Whiplash occurs when your head is suddenly forced forward and then snapped backward, as might happen in a car crash or sports injury. This can cause pain and stiffness in your neck. Your head, chest, shoulders, and arms also may hurt.

Most whiplash gets better with home care. Your doctor may advise you to take medicine to relieve pain or relax your muscles. He or she may suggest exercise and physiotherapy to increase flexibility and relieve pain. You can try wearing a neck (cervical) collar to support your neck. For a while you probably will need to avoid lifting and other activities that can strain the neck.

Follow-up care is a key part of your treatment and safety. Be sure to make and go to all appointments, and call your doctor or nurse call line if you are having problems. It's also a good idea to know your test results and keep a list of the medicines you take.

How can you care for yourself at home?

  • Take pain medicines exactly as directed.
    • If the doctor gave you a prescription medicine for pain, take it as prescribed.
    • If you are not taking a prescription pain medicine, ask your doctor if you can take an over-the-counter medicine.
    • Do not take two or more pain medicines at the same time unless the doctor told you to. Many pain medicines have acetaminophen, which is Tylenol. Too much acetaminophen (Tylenol) can be harmful.
  • You can try using a soft foam collar to support your neck for short periods of time. You can buy one at most pharmacies. Do not wear the collar more than 2 or 3 days unless your doctor tells you to.
  • You can try using heat and ice to see if it helps.
    • Try using a heating pad on a low or medium setting for 15 to 20 minutes every 2 to 3 hours. Try a warm shower in place of one session with the heating pad.
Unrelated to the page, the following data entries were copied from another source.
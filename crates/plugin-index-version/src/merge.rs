use crate::compare::is_later;
use plugin_index_types::PluginRecord;
use std::collections::btree_map::Entry;
use std::collections::BTreeMap;
use tracing::debug;

/// Reduce records to one per name, keeping the latest version.
///
/// A record replaces an earlier one with the same name only when its version
/// is strictly later, so equal versions keep the first one seen. Records with
/// a blank name are dropped. The result is sorted by name.
pub fn keep_latest(records: impl IntoIterator<Item = PluginRecord>) -> Vec<PluginRecord> {
    let mut by_name: BTreeMap<String, PluginRecord> = BTreeMap::new();

    for record in records {
        if record.name().trim().is_empty() {
            debug!("Dropping plugin without a name from {}", record.location());
            continue;
        }

        match by_name.entry(record.name().to_string()) {
            Entry::Vacant(slot) => {
                slot.insert(record);
            }
            Entry::Occupied(mut slot) => {
                if is_later(record.version(), slot.get().version()) {
                    debug!(
                        "Replacing {} with {} from {}",
                        slot.get(),
                        record,
                        record.location()
                    );
                    slot.insert(record);
                }
            }
        }
    }

    by_name.into_values().collect()
}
You can also buy single-use heat wraps that last up to 8 hours.
    • You can also try an ice pack for 10 to 15 minutes every 2 to 3 hours.
  • Do not do anything that makes the pain worse. Take it easy for a couple of days. You can do your usual activities if they do not hurt your neck or put it at risk for more stress or injury. Avoid lifting, sports, or other activities that might strain your neck.
  • Try sleeping on a special neck pillow. Place it under your neck, not under your head. Placing a tightly rolled-up towel under your neck while you sleep will also work. If you use a neck pillow or rolled towel, do not use your regular pillow at the same time.
  • Once your neck pain is gone, do exercises to stretch your neck and back and make them stronger. Your doctor or physiotherapist can tell you which exercises are best.
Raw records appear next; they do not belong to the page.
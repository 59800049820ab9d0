//! HTTP fetching for the plugin index.
//!
//! Sources talk to the network through the [`HttpFetch`] trait so that they
//! can be driven by [`MemoryFetcher`] in tests. A missing resource is
//! reported as [`FetchError::NotFound`], separately from transport failures.

mod memory;

pub use memory::MemoryFetcher;

use async_trait::async_trait;
use reqwest::{Client, StatusCode, Url};
use serde::de::DeserializeOwned;
use std::time::Duration;
use thiserror::Error;
use tracing::debug;

/// Default per-request timeout.
pub const DEFAULT_TIMEOUT: Duration = Duration::from_secs(30);

const USER_AGENT: &str = concat!("plugin-index/", env!("CARGO_PKG_VERSION"));

#[derive(Error, Debug)]
pub enum FetchError {
    #[error("Not found: {0}")]
    NotFound(String),
    #[error("HTTP {status} from {url}")]
    Status { url: String, status: u16 },
    #[error("Invalid URL '{url}': {message}")]
    InvalidUrl { url: String, message: String },
    #[error("Invalid JSON from {url}: {source}")]
    Json {
        url: String,
        #[source]
        source: serde_json::Error,
    },
    #[error("Network error: {0}")]
    Network(#[from] reqwest::Error),
}

impl FetchError {
    /// Returns true if the resource does not exist, as opposed to a failed request.
    pub fn is_not_found(&self) -> bool {
        matches!(self, FetchError::NotFound(_))
    }
}

/// Fetch the body of a URL.
#[async_trait]
pub trait HttpFetch: Send + Sync {
    /// Fetch the raw body at `url`.
    async fn get_bytes(&self, url: &str) -> Result<Vec<u8>, FetchError>;

    /// Fetch the body at `url` as UTF-8 text, replacing invalid sequences.
    async fn get_text(&self, url: &str) -> Result<String, FetchError> {
        let bytes = self.get_bytes(url).await?;
        Ok(String::from_utf8_lossy(&bytes).into_owned())
    }
}

/// Fetch `url` and decode it as JSON.
pub async fn get_json<T: DeserializeOwned>(
    fetcher: &dyn HttpFetch,
    url: &str,
) -> Result<T, FetchError> {
    let bytes = fetcher.get_bytes(url).await?;
    serde_json::from_slice(&bytes).map_err(|source| FetchError::Json {
        url: url.to_string(),
        source,
    })
}

/// [`HttpFetch`] over a reqwest client.
#[derive(Debug, Clone)]
pub struct HttpFetcher {
    client: Client,
}

impl HttpFetcher {
    /// Create a fetcher with the default timeout.
    pub fn new() -> Result<Self, FetchError> {
        Self::with_timeout(DEFAULT_TIMEOUT)
    }

    /// Create a fetcher whose requests fail after `timeout`.
    pub fn with_timeout(timeout: Duration) -> Result<Self, FetchError> {
        let client = Client::builder()
            .user_agent(USER_AGENT)
            .timeout(timeout)
            .build()?;
        Ok(Self { client })
    }
}

#[async_trait]
impl HttpFetch for HttpFetcher {
    async fn get_bytes(&self, url: &str) -> Result<Vec<u8>, FetchError> {
        let parsed = Url::parse(url).map_err(|e| FetchError::InvalidUrl {
            url: url.to_string(),
            message: e.to_string(),
        })?;

        debug!("GET {}", parsed);
        let resp = self.client.get(parsed).send().await?;

        if resp.status() == StatusCode::NOT_FOUND {
            return Err(FetchError::NotFound(url.to_string()));
        }
        if !resp.status().is_success() {
            return Err(FetchError::Status {
                url: url.to_string(),
                status: resp.status().as_u16(),
            });
        }

        let bytes = resp.bytes().await?;
        Ok(bytes.to_vec())
    }
}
When should you call for help?

Call 911 anytime you think you may need emergency care. For example, call if:

  • You are unable to move an arm or a leg at all.
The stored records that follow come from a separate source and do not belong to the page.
//! JSON shapes exposed by the CI server's `api/json` endpoints.
//!
//! Only the fields the plugin index reads are modelled; everything else in
//! the payloads is ignored. Optional fields default so that a sparse payload
//! still decodes.

use plugin_index_types::short_revision;
use serde::Deserialize;

/// Job color reported for a job whose last build succeeded.
pub const SUCCESS_COLOR: &str = "blue";

/// A named bucket of jobs, one view per host release branch.
#[derive(Debug, Clone, Deserialize)]
pub struct View {
    #[serde(default)]
    pub jobs: Vec<Job>,
}

/// A job as listed in a view.
#[derive(Debug, Clone, Deserialize)]
pub struct Job {
    #[serde(default)]
    pub name: String,
    #[serde(default)]
    pub url: String,
    /// Health of the last build; absent for folders and never-built jobs
    #[serde(default)]
    pub color: Option<String>,
}

impl Job {
    /// Returns true if the job's last build succeeded.
    pub fn is_successful(&self) -> bool {
        self.color.as_deref() == Some(SUCCESS_COLOR)
    }
}

/// Job details, of which only the last successful build matters.
#[derive(Debug, Clone, Deserialize)]
pub struct JobDetails {
    #[serde(rename = "lastSuccessfulBuild", default)]
    pub last_successful_build: Option<BuildRef>,
}

/// Pointer to a build.
#[derive(Debug, Clone, Deserialize)]
pub struct BuildRef {
    pub url: String,
}

/// One executed run of a job.
#[derive(Debug, Clone, Deserialize)]
pub struct Build {
    pub url: String,
    #[serde(default)]
    pub artifacts: Vec<Artifact>,
    /// Heterogeneous action objects; empty objects and nulls are common
    #[serde(default)]
    pub actions: Vec<Option<BuildAction>>,
}

/// A file produced by a build.
#[derive(Debug, Clone, Deserialize)]
pub struct Artifact {
    #[serde(rename = "relativePath")]
    pub relative_path: String,
}

/// The subset of a build action that carries source-control information.
#[derive(Debug, Clone, Default, Deserialize)]
pub struct BuildAction {
    #[serde(rename = "lastBuiltRevision", default)]
    pub last_built_revision: Option<Revision>,
}

#[derive(Debug, Clone, Deserialize)]
pub struct Revision {
    #[serde(rename = "SHA1", default)]
    pub sha1: Option<String>,
}

/// Contents of the `.json` metadata artifact published next to a plugin.
#[derive(Debug, Clone, Default, Deserialize)]
pub struct ArtifactMetadata {
    #[serde(default)]
    pub description: Option<String>,
}

impl Build {
    /// First artifact whose path ends in `suffix`, skipping `-static` variants.
    pub fn find_artifact(&self, suffix: &str) -> Option<&Artifact> {
        let static_suffix = format!("-static{}", suffix);
        self.artifacts.iter().find(|artifact| {
            let path = artifact.relative_path.as_str();
            path.ends_with(suffix) && !path.ends_with(&static_suffix)
        })
    }

    /// Download URL of an artifact of this build.
    pub fn artifact_url(&self, artifact: &Artifact) -> String {
        format!(
            "{}/artifact/{}",
            self.url.trim_end_matches('/'),
            artifact.relative_path
        )
    }

    /// Abbreviated revision of the first action that recorded one.
    pub fn short_revision(&self) -> Option<String> {
        self.actions
            .iter()
            .flatten()
            .filter_map(|action| action.last_built_revision.as_ref())
            .find_map(|revision| revision.sha1.as_deref())
            .map(short_revision)
    }
}

#[cfg(test)]
mod tests {
    use super::*;

    fn build(paths: &[&str]) -> Build {
        Build {
            url: "https://ci.example.com/job/plugin-x/42/".to_string(),
            artifacts: paths
                .iter()
                .map(|p| Artifact {
                    relative_path: p.to_string(),
                })
                .collect(),
            actions: Vec::new(),
        }
    }

    #[test]
    fn test_view_decodes_sparse_jobs() {
        let view: View = serde_json::from_str(
            r#"{"_class":"hudson.model.ListView","name":"Plugins-master","jobs":[
                {"name":"plugin-a","url":"https://ci/job/plugin-a/","color":"blue"},
                {"name":"folder","url":"https://ci/job/folder/"}
            ]}"#,
        )
        .unwrap();

        assert_eq!(view.jobs.len(), 2);
        assert!(view.jobs[0].is_successful());
        assert!(!view.jobs[1].is_successful());
    }

    #[test]
    fn test_only_blue_is_successful() {
        for color in ["red", "blue_anime", "disabled", "notbuilt", "yellow"] {
            let job = Job {
                name: "x".to_string(),
                url: "u".to_string(),
                color: Some(color.to_string()),
            };
            assert!(!job.is_successful(), "{color}");
        }
    }

    #[test]
    fn test_find_artifact_skips_static() {
        let b = build(&[
            "bazel-bin/plugins/x/x-static.jar",
            "bazel-bin/plugins/x/x.jar",
            "bazel-bin/plugins/x/x.jar-version",
        ]);
        assert_eq!(
            b.find_artifact(".jar").unwrap().relative_path,
            "bazel-bin/plugins/x/x.jar"
        );
        assert_eq!(
            b.find_artifact(".jar-version").unwrap().relative_path,
            "bazel-bin/plugins/x/x.jar-version"
        );
        assert!(b.find_artifact(".js").is_none());
    }

    #[test]
    fn test_only_static_artifact_is_no_match() {
        let b = build(&["x-static.js"]);
        assert!(b.find_artifact(".js").is_none());
    }

    #[test]
    fn test_artifact_url() {
        let b = build(&["bazel-bin/plugins/x/x.jar"]);
        let artifact = b.find_artifact(".jar").unwrap();
        assert_eq!(
            b.artifact_url(artifact),
            "https://ci.example.com/job/plugin-x/42/artifact/bazel-bin/plugins/x/x.jar"
        );
    }

    #[test]
    fn test_short_revision_from_actions() {
        let b: Build = serde_json::from_str(
            r#"{"url":"u","artifacts":[],"actions":[
                {},
                null,
                {"_class":"hudson.model.CauseAction","causes":[]},
                {"_class":"hudson.plugins.git.util.BuildData",
                 "lastBuiltRevision":{"SHA1":"0123456789abcdef0123456789abcdef01234567"}}
            ]}"#,
        )
        .unwrap();
        assert_eq!(b.short_revision().as_deref(), Some("01234567"));
    }

    #[test]
    fn test_short_revision_missing() {
        let b: Build = serde_json::from_str(r#"{"url":"u"}"#).unwrap();
        assert_eq!(b.short_revision(), None);
        assert!(b.artifacts.is_empty());
    }
}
Call your doctor or nurse call line now or seek immediate medical care if:

  • You have new or worse symptoms in your arms, legs, chest, belly, or buttocks. Symptoms may include:
    • Numbness or tingling.
    • Weakness.
    • Pain.
  • You lose bladder or bowel control.

Watch closely for changes in your health, and be sure to contact your doctor or nurse call line if:

  • You are not getting better as expected.